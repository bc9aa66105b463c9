//! RunAnalysisHandler - orchestrates one full analysis pass.
//!
//! Runs every analyzer over the catalog for a constraint vector and
//! assembles the result into a single report:
//! - per-option trade-off evaluation and fit assessment
//! - constraint sensitivity map
//! - cross-option comparisons
//! - optional what-if scenario projection
//! - synthesized referee insight narrative

use chrono::{DateTime, Utc};
use serde::{Deserialize, Serialize};
use tracing::debug;
use uuid::Uuid;

use crate::domain::analysis::{
    Comparison, CrossOptionComparator, FitAssessment, FitAssessor, Scenario, ScenarioAnalyzer,
    ScenarioOutcome, SensitivityAnalyzer, SensitivityMap,
};
use crate::domain::catalog::{standard_catalog, OptionCatalog};
use crate::domain::evaluation::{Category, Evaluation, TradeoffEvaluator};
use crate::domain::foundation::ConstraintVector;
use crate::domain::insight::InsightSynthesizer;

/// Background assumptions every analysis is made under. Fixed data,
/// surfaced on the report so readers can check them against their context.
pub static ANALYSIS_ASSUMPTIONS: &[&str] = &[
    "All options are managed/cloud services",
    "Standard AWS pricing without heavy discounts",
    "No existing infrastructure lock-in",
    "Team can learn new technologies with time",
    "Data sovereignty is not a constraint",
];

/// An analysis request: the constraint vector plus an optional what-if
/// scenario identifier.
#[derive(Debug, Clone, PartialEq, Eq, Serialize, Deserialize)]
pub struct AnalysisRequest {
    pub constraints: ConstraintVector,
    #[serde(default, skip_serializing_if = "Option::is_none")]
    pub scenario: Option<String>,
}

/// Everything the engine has to say about one catalog option.
#[derive(Debug, Clone, PartialEq, Eq, Serialize, Deserialize)]
pub struct OptionAnalysis {
    pub option: String,
    pub description: String,
    pub evaluation: Evaluation,
    pub fit: FitAssessment,
}

/// Scenario projection attached to a report when a scenario was requested.
///
/// An unrecognized identifier yields empty outcomes plus a warning instead
/// of failing the whole analysis.
#[derive(Debug, Clone, PartialEq, Eq, Serialize, Deserialize)]
pub struct ScenarioProjection {
    pub scenario: String,
    #[serde(skip_serializing_if = "Option::is_none")]
    pub title: Option<String>,
    pub outcomes: Vec<ScenarioOutcome>,
    #[serde(skip_serializing_if = "Option::is_none")]
    pub warning: Option<String>,
}

/// The assembled analysis report.
#[derive(Debug, Clone, PartialEq, Eq, Serialize, Deserialize)]
pub struct AnalysisReport {
    pub analysis_id: Uuid,
    pub generated_at: DateTime<Utc>,
    pub constraints: ConstraintVector,
    pub options: Vec<OptionAnalysis>,
    pub sensitivity: SensitivityMap,
    pub comparisons: Vec<Comparison>,
    #[serde(skip_serializing_if = "Option::is_none")]
    pub scenario: Option<ScenarioProjection>,
    pub insight: String,
    pub assumptions: Vec<String>,
}

impl AnalysisReport {
    /// Renders the downloadable decision summary: header, constraint
    /// values, per-option trade-offs under their category headings,
    /// sensitivity ranking (highest impact first), and the full insight
    /// narrative.
    pub fn export_markdown(&self) -> String {
        let mut out = String::new();
        out.push_str("# Database Decision Analysis\n");
        out.push_str(&format!(
            "**Generated:** {}\n\n",
            self.generated_at.format("%Y-%m-%d %H:%M:%S UTC")
        ));

        out.push_str("## Constraints\n");
        for (dimension, value) in self.constraints.literal_values() {
            out.push_str(&format!("- **{}:** {}\n", dimension.display_name(), value));
        }

        out.push_str("\n## Option Trade-offs\n");
        for option in &self.options {
            out.push_str(&format!(
                "\n### {} ({})\n",
                option.option,
                option.fit.tier.label()
            ));
            for category in Category::all() {
                let observations = option.evaluation.category(*category);
                if observations.is_empty() {
                    continue;
                }
                out.push_str(&format!("**{}**\n", category.heading()));
                for line in observations {
                    out.push_str(&format!("- {line}\n"));
                }
            }
        }

        out.push_str("\n## Constraint Sensitivity\n");
        for entry in self.sensitivity.ranked_by_impact() {
            out.push_str(&format!(
                "- **{} ({}):** {}\n",
                entry.dimension.display_name(),
                entry.impact.label(),
                entry.explanation
            ));
        }

        out.push_str(&format!("\n## Referee Insight\n{}\n", self.insight));
        out
    }
}

/// Runs the full analysis pipeline. Stateless; every call is independent.
pub struct RunAnalysisHandler;

impl RunAnalysisHandler {
    /// Analyzes against the standard catalog.
    pub fn handle(request: &AnalysisRequest) -> AnalysisReport {
        Self::handle_with_catalog(request, standard_catalog())
    }

    /// Analyzes against a caller-supplied catalog.
    pub fn handle_with_catalog(
        request: &AnalysisRequest,
        catalog: &OptionCatalog,
    ) -> AnalysisReport {
        let constraints = request.constraints;
        let analysis_id = Uuid::new_v4();
        debug!(%analysis_id, "running analysis");

        let mut evaluations: Vec<(String, Evaluation)> = Vec::with_capacity(catalog.len());
        let mut options: Vec<OptionAnalysis> = Vec::with_capacity(catalog.len());
        for profile in catalog.iter() {
            let evaluation = TradeoffEvaluator::evaluate(profile, &constraints);
            let fit = FitAssessor::assess(&profile.name, &constraints);
            evaluations.push((profile.name.clone(), evaluation.clone()));
            options.push(OptionAnalysis {
                option: profile.name.clone(),
                description: profile.description.clone(),
                evaluation,
                fit,
            });
        }

        let sensitivity = SensitivityAnalyzer::analyze(&constraints);
        let comparisons = CrossOptionComparator::compare(&constraints);
        let scenario = request
            .scenario
            .as_deref()
            .map(|id| Self::project_scenario(id, &constraints, catalog));
        let insight = InsightSynthesizer::synthesize(&evaluations, &constraints, catalog);

        debug!(
            %analysis_id,
            options = options.len(),
            comparisons = comparisons.len(),
            "analysis assembled"
        );

        AnalysisReport {
            analysis_id,
            generated_at: Utc::now(),
            constraints,
            options,
            sensitivity,
            comparisons,
            scenario,
            insight,
            assumptions: ANALYSIS_ASSUMPTIONS.iter().map(|a| a.to_string()).collect(),
        }
    }

    fn project_scenario(
        scenario_id: &str,
        constraints: &ConstraintVector,
        catalog: &OptionCatalog,
    ) -> ScenarioProjection {
        match Scenario::parse(scenario_id) {
            Some(scenario) => ScenarioProjection {
                scenario: scenario_id.to_string(),
                title: Some(scenario.title().to_string()),
                outcomes: ScenarioAnalyzer::project(scenario, constraints, catalog),
                warning: None,
            },
            None => {
                debug!(scenario_id, "unknown scenario requested");
                ScenarioProjection {
                    scenario: scenario_id.to_string(),
                    title: None,
                    outcomes: Vec::new(),
                    warning: Some(
                        "Scenario analysis unavailable for selected combination.".to_string(),
                    ),
                }
            }
        }
    }
}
....................
__Exercise objective__:
Without changing anything, quote the lines from the top of the data to the line that contains "one catalog option.", including that line.

__Expected answer__:
repository bc9aa66105b463c9
//! RunAnalysisHandler - orchestrates one full analysis pass.
//!
//! Runs every analyzer over the catalog for a constraint vector and
//! assembles the result into a single report:
//! - per-option trade-off evaluation and fit assessment
//! - constraint sensitivity map
//! - cross-option comparisons
//! - optional what-if scenario projection
//! - synthesized referee insight narrative

use chrono::{DateTime, Utc};
use serde::{Deserialize, Serialize};
use tracing::debug;
use uuid::Uuid;

use crate::domain::analysis::{
    Comparison, CrossOptionComparator, FitAssessment, FitAssessor, Scenario, ScenarioAnalyzer,
    ScenarioOutcome, SensitivityAnalyzer, SensitivityMap,
};
use crate::domain::catalog::{standard_catalog, OptionCatalog};
use crate::domain::evaluation::{Category, Evaluation, TradeoffEvaluator};
use crate::domain::foundation::ConstraintVector;
use crate::domain::insight::InsightSynthesizer;

/// Background assumptions every analysis is made under. Fixed data,
/// surfaced on the report so readers can check them against their context.
pub static ANALYSIS_ASSUMPTIONS: &[&str] = &[
    "All options are managed/cloud services",
    "Standard AWS pricing without heavy discounts",
    "No existing infrastructure lock-in",
    "Team can learn new technologies with time",
    "Data sovereignty is not a constraint",
];

/// An analysis request: the constraint vector plus an optional what-if
/// scenario identifier.
#[derive(Debug, Clone, PartialEq, Eq, Serialize, Deserialize)]
pub struct AnalysisRequest {
    pub constraints: ConstraintVector,
    #[serde(default, skip_serializing_if = "Option::is_none")]
    pub scenario: Option<String>,
}

/// Everything the engine has to say about one catalog option.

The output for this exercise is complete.